だって、痴漢されるってことは、女として魅力があるってことでしょ?」

とある女友達のコメントです。私は気が遠くなってしまいました。
違う、絶対に違う。痴漢される・されないに、魅力の有無なんて関係ない。悔しさと怒りと悲しみで、脳みそがどうかしてしまいそうだ…。でも、「痴漢されたことがない自分には、魅力がない」と思っている女性は、実は少なくないのです。「セクハラされるのは需要があるってことだよ」「いっつも痴漢の話してるけど、モテる自慢入ってない?」女友達からこう言われた経験は、一回や二回じゃない。こんな悲しい考え方をさせてしまうこの世の中が憎くてたまらない。セクハラも痴漢もあなたに非があるから仕方がないと言われるのはもう嫌だ。もうどこにも行きたくないし誰とも会いたくない。何も見たくない。

痴漢やセクハラ、淫交に対する罪の意識って、どうしてこんなにも薄いのでしょうか。そして『自転車屋さんの高橋くん』に出てくる上司のセクハラ言動を見て、「今時あんな人間いないでしょ」と言う方、どうしてそう思うのか教えて欲しい。
不意に身体を触ってきたり、恋人がいるいないを勝手に予測してからかってきたり、酌をしろとプレッシャーを与えてくる人間。昔はいたけど、もういないと思う?

いなくなってなんか、いない。
都会でも田舎でも関係ない。
どうしていないと思ったんですか?
見えていないだけ、経験していないだけ、考えたこともなかっただけでは?

ブックオフですれ違いざまに尻を鷲掴みにされた初めての痴漢。
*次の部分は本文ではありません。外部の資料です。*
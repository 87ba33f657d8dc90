//! Command implementations

pub mod bom;
pub mod completions;
pub mod config;
pub mod cost;
pub mod decision;
pub mod init;
pub mod marker;
pub mod op;
pub mod overhead;
pub mod pack;
pub mod quote;
pub mod status;
pub mod style;
//! Style header - lifecycle stage, gates, milestones and KPI series

use serde::{Deserialize, Serialize};

use crate::core::identity::EntityId;

/// Lifecycle stage of a style
#[derive(Debug, Clone, Copy, Default, PartialEq, Eq, PartialOrd, Ord, Hash, Serialize, Deserialize)]
pub enum Stage {
    #[default]
    Idea,
    Definition,
    Proto,
    Quote,
    Validation,
    /// Ready to manufacture
    #[serde(rename = "RTM")]
    Rtm,
    Live,
}

impl std::fmt::Display for Stage {
    fn fmt(&self, f: &mut std::fmt::Formatter<'_>) -> std::fmt::Result {
        match self {
            Stage::Idea => write!(f, "Idea"),
            Stage::Definition => write!(f, "Definition"),
            Stage::Proto => write!(f, "Proto"),
            Stage::Quote => write!(f, "Quote"),
            Stage::Validation => write!(f, "Validation"),
            Stage::Rtm => write!(f, "RTM"),
            Stage::Live => write!(f, "Live"),
        }
    }
}

impl std::str::FromStr for Stage {
    type Err = String;

    fn from_str(s: &str) -> Result<Self, Self::Err> {
        match s.to_lowercase().as_str() {
            "idea" => Ok(Stage::Idea),
            "definition" => Ok(Stage::Definition),
            "proto" => Ok(Stage::Proto),
            "quote" => Ok(Stage::Quote),
            "validation" => Ok(Stage::Validation),
            "rtm" => Ok(Stage::Rtm),
            "live" => Ok(Stage::Live),
            _ => Err(format!(
                "Unknown stage: {}. Use idea, definition, proto, quote, validation, rtm or live",
                s
            )),
        }
    }
}

/// A stage-gate checklist item
#[derive(Debug, Clone, PartialEq, Eq, Serialize, Deserialize)]
pub struct Gate {
    pub label: String,
    #[serde(default)]
    pub done: bool,
}

/// A dated milestone on the style timeline
#[derive(Debug, Clone, PartialEq, Eq, Serialize, Deserialize)]
pub struct Milestone {
    pub label: String,
    /// ISO date label (YYYY-MM-DD)
    pub date: String,
    #[serde(default)]
    pub done: bool,
}

/// A named KPI trend (e.g. ECR cycle days per week)
#[derive(Debug, Clone, PartialEq, Serialize, Deserialize)]
pub struct KpiSeries {
    pub name: String,
    #[serde(default)]
    pub series: Vec<f64>,
}

/// Style header
#[derive(Debug, Clone, PartialEq, Serialize, Deserialize)]
pub struct Style {
    pub id: EntityId,

    pub title: String,

    #[serde(default)]
    pub stage: Stage,

    /// Product manager
    #[serde(default)]
    pub manager: String,

    #[serde(default)]
    pub season: String,

    #[serde(default)]
    pub colorway: String,

    /// Critical risks called out on the dashboard
    #[serde(default, skip_serializing_if = "Vec::is_empty")]
    pub risks: Vec<String>,

    #[serde(default, skip_serializing_if = "Vec::is_empty")]
    pub gates: Vec<Gate>,

    #[serde(default, skip_serializing_if = "Vec::is_empty")]
    pub milestones: Vec<Milestone>,
}

impl Style {
    pub fn new(id: EntityId, title: impl Into<String>) -> Self {
        Self {
            id,
            title: title.into(),
            stage: Stage::default(),
            manager: String::new(),
            season: String::new(),
            colorway: String::new(),
            risks: Vec::new(),
            gates: Vec::new(),
            milestones: Vec::new(),
        }
    }

    /// Number of gates marked done
    pub fn gates_done(&self) -> usize {
        self.gates.iter().filter(|g| g.done).count()
    }
}

#[cfg(test)]
mod tests {
    use super::*;

    #[test]
    fn test_stage_roundtrip_labels() {
        for stage in [
            Stage::Idea,
            Stage::Definition,
            Stage::Proto,
            Stage::Quote,
            Stage::Validation,
            Stage::Rtm,
            Stage::Live,
        ] {
            assert_eq!(stage.to_string().parse::<Stage>().unwrap(), stage);
        }
        assert!("shipping".parse::<Stage>().is_err());
    }

    #[test]
    fn test_rtm_serializes_uppercase() {
        let yaml = serde_yml::to_string(&Stage::Rtm).unwrap();
        assert_eq!(yaml.trim(), "RTM");
    }

    #[test]
    fn test_gates_done() {
        let mut style = Style::new(
            EntityId::parse("STYLE-T1").unwrap(),
            "Tee",
        );
        style.gates.push(Gate { label: "Business Case".into(), done: true });
        style.gates.push(Gate { label: "Cost Lock".into(), done: false });
        assert_eq!(style.gates_done(), 1);
    }
}
// lens-core: leverage-lens chart core for perpetuals.
// computes what a leveraged trader needs to see: the viewport compressed by
// leverage, the liquidation threshold, the PnL reference grid, and the
// anchor recenter decision. all computation is deterministic with no
// external I/O; rendering, feeds and position tracking are collaborators.
//
// file map (search X.0 for structs, X.1+ for logic):
//   1.x  types.rs: primitives: Side, Price, Leverage, Bps, Timestamp, Symbol
//   2.x  position.rs: read-only position snapshot, leveraged PnL fraction
//   3.x  config.rs: lens geometry, margin params, presets, validation
//   4.x  viewport.rs: leverage-compressed visible range with bps floor
//   5.x  pnl_grid.rs: seven-level PnL reference grid
//   6.x  events.rs: anchor lifecycle notifications
//   7.x  projector.rs: price → pixel mapping (Y-inverted) and inverse
//   8.x  lens/: evaluation layer: ChartLens per chart, LensBook per session
//        anchor.rs: recenter state machine with 85% hysteresis

pub mod anchor;
pub mod config;
pub mod events;
pub mod lens;
pub mod liquidation;
pub mod pnl_grid;
pub mod position;
pub mod projector;
pub mod types;
pub mod viewport;

// re exports for convenience
pub use anchor::{AnchorTracker, RECENTER_THRESHOLD};
pub use config::{ConfigError, LensConfig, LensParams, MarginParams};
pub use events::LensEvent;
pub use lens::{ChartLens, LensBook, LensError, LensFrame};
pub use liquidation::{estimate_available, estimate_liquidation_price};
pub use pnl_grid::{pnl_grid, PnlGridLine, PNL_GRID_LEVELS};
pub use position::PositionSnapshot;
pub use projector::{project, unproject, RenderBand};
pub use types::{Bps, Leverage, Price, PricePoint, Side, Symbol, Timestamp};
pub use viewport::{compute_viewport, Viewport};
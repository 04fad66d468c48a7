// 6.0: anchor lifecycle notifications. each evaluation reports what happened
// to the visual center so external systems can react. the rendering layer
// uses Recentered to animate the jump if it wants to; the core contract is
// the discrete jump itself.

use crate::types::Price;
use serde::Serialize;

#[derive(Debug, Clone, Copy, PartialEq, Serialize)]
pub enum LensEvent {
    // Anchor seeded from an entry price (position newly open, or averaged)
    AnchorSeeded { anchor: Price },
    // Hysteresis threshold crossed, anchor jumped to the live price
    Recentered { from: Price, to: Price },
    // Position closed, anchor state discarded
    TrackingCleared,
}
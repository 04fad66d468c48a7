// 8.1: per-chart evaluation. owns the anchor tracker plus the two inputs
// that outlive a tick (pre-trade leverage, position snapshot) and turns each
// price update into a LensFrame.

use super::frame::LensFrame;
use crate::anchor::AnchorTracker;
use crate::config::LensConfig;
use crate::liquidation::{estimate_available, estimate_liquidation_price};
use crate::pnl_grid::pnl_grid;
use crate::position::PositionSnapshot;
use crate::types::{Leverage, PricePoint};
use crate::viewport::compute_viewport;
use rust_decimal::Decimal;

#[derive(Debug, Clone)]
pub struct ChartLens {
    config: LensConfig,
    tracker: AnchorTracker,
    // Pre-trade slider value, used while no position is open
    leverage: Leverage,
    position: Option<PositionSnapshot>,
}

impl ChartLens {
    pub fn new(config: LensConfig) -> Self {
        Self {
            config,
            tracker: AnchorTracker::new(),
            leverage: Leverage::saturating(Decimal::ONE),
            position: None,
        }
    }

    /// Update the pre-trade leverage slider. Raw input clamps into
    /// [1, max_leverage]; returns the applied value.
    pub fn set_leverage(&mut self, requested: Decimal) -> Leverage {
        self.leverage = Leverage::saturating(requested).min(self.config.margin.max_leverage);
        self.leverage
    }

    pub fn set_position(&mut self, position: Option<PositionSnapshot>) {
        self.position = position;
    }

    pub fn leverage(&self) -> Leverage {
        self.leverage
    }

    pub fn position(&self) -> Option<&PositionSnapshot> {
        self.position.as_ref()
    }

    pub fn tracker(&self) -> &AnchorTracker {
        &self.tracker
    }

    // Open position's leverage wins over the slider
    fn effective_leverage(&self) -> Leverage {
        self.open_position()
            .map(|p| p.leverage)
            .unwrap_or(self.leverage)
    }

    fn open_position(&self) -> Option<&PositionSnapshot> {
        self.position.as_ref().filter(|p| p.is_open)
    }

    /// One evaluation: sync anchor mode, compute the viewport, run the
    /// hysteresis check against it, then derive the overlays. Must be
    /// called in price-arrival order; the recenter decision depends on the
    /// anchor left by the previous call.
    pub fn evaluate(&mut self, tick: PricePoint) -> LensFrame {
        let live = tick.price;
        let mut events = Vec::new();

        let (mut anchor, sync_event) = self.tracker.sync(live, self.position.as_ref());
        events.extend(sync_event);

        let leverage = self.effective_leverage();
        let mut viewport = compute_viewport(anchor, leverage, &self.config.lens);

        if let Some(event) = self.tracker.maybe_recenter(live, viewport.half_range()) {
            anchor = live;
            viewport = compute_viewport(anchor, leverage, &self.config.lens);
            events.push(event);
        }

        let mmr = self.config.margin.maintenance_margin_ratio;
        let liquidation = self.open_position().and_then(|pos| {
            estimate_available(pos.leverage, mmr)
                .then(|| estimate_liquidation_price(pos.entry_price, pos.leverage, pos.side, mmr))
        });

        let grid = pnl_grid(anchor, leverage, self.config.lens.grid_span);

        LensFrame {
            anchor,
            viewport,
            liquidation,
            grid,
            events,
        }
    }
}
その時私は白くて細身のサブリナパンツを履いていて、母親から「それはあんたにすごく似合ってるし、本当にこんなこと言いたくないけど、もう履かないようにしよう」と言われたのをよく覚えている。小学校の林間学校の夜、用を足してトイレのドアを開けたらすぐ真ん前に中年の男性担任教師が立っていて、ニヤニヤと見つめられたこと。中学校の帰り道にスキンヘッド白装束の男に目をつけられて、家のドアの前までついてこられたこと。飲み会の帰り道、終電に乗るために改札を通ろうとしたその瞬間、見知らぬおっさんに突然腕を掴まれてホテルに連れ込まれそうになったこと。ここに書けないような痴漢やセクハラもある。どんなに昔の出来事でも、当時の怒りも悲しみも恐怖も全く薄まってなんかいないし、全員殺してやりたいと今でも思っている。

セクハラや痴漢について、どう思っていますか?
セクハラをされた人に対して、どんな言葉をかけますか?
そういったことについて、私たちはもっと話し合って、考えるべきだと思っています。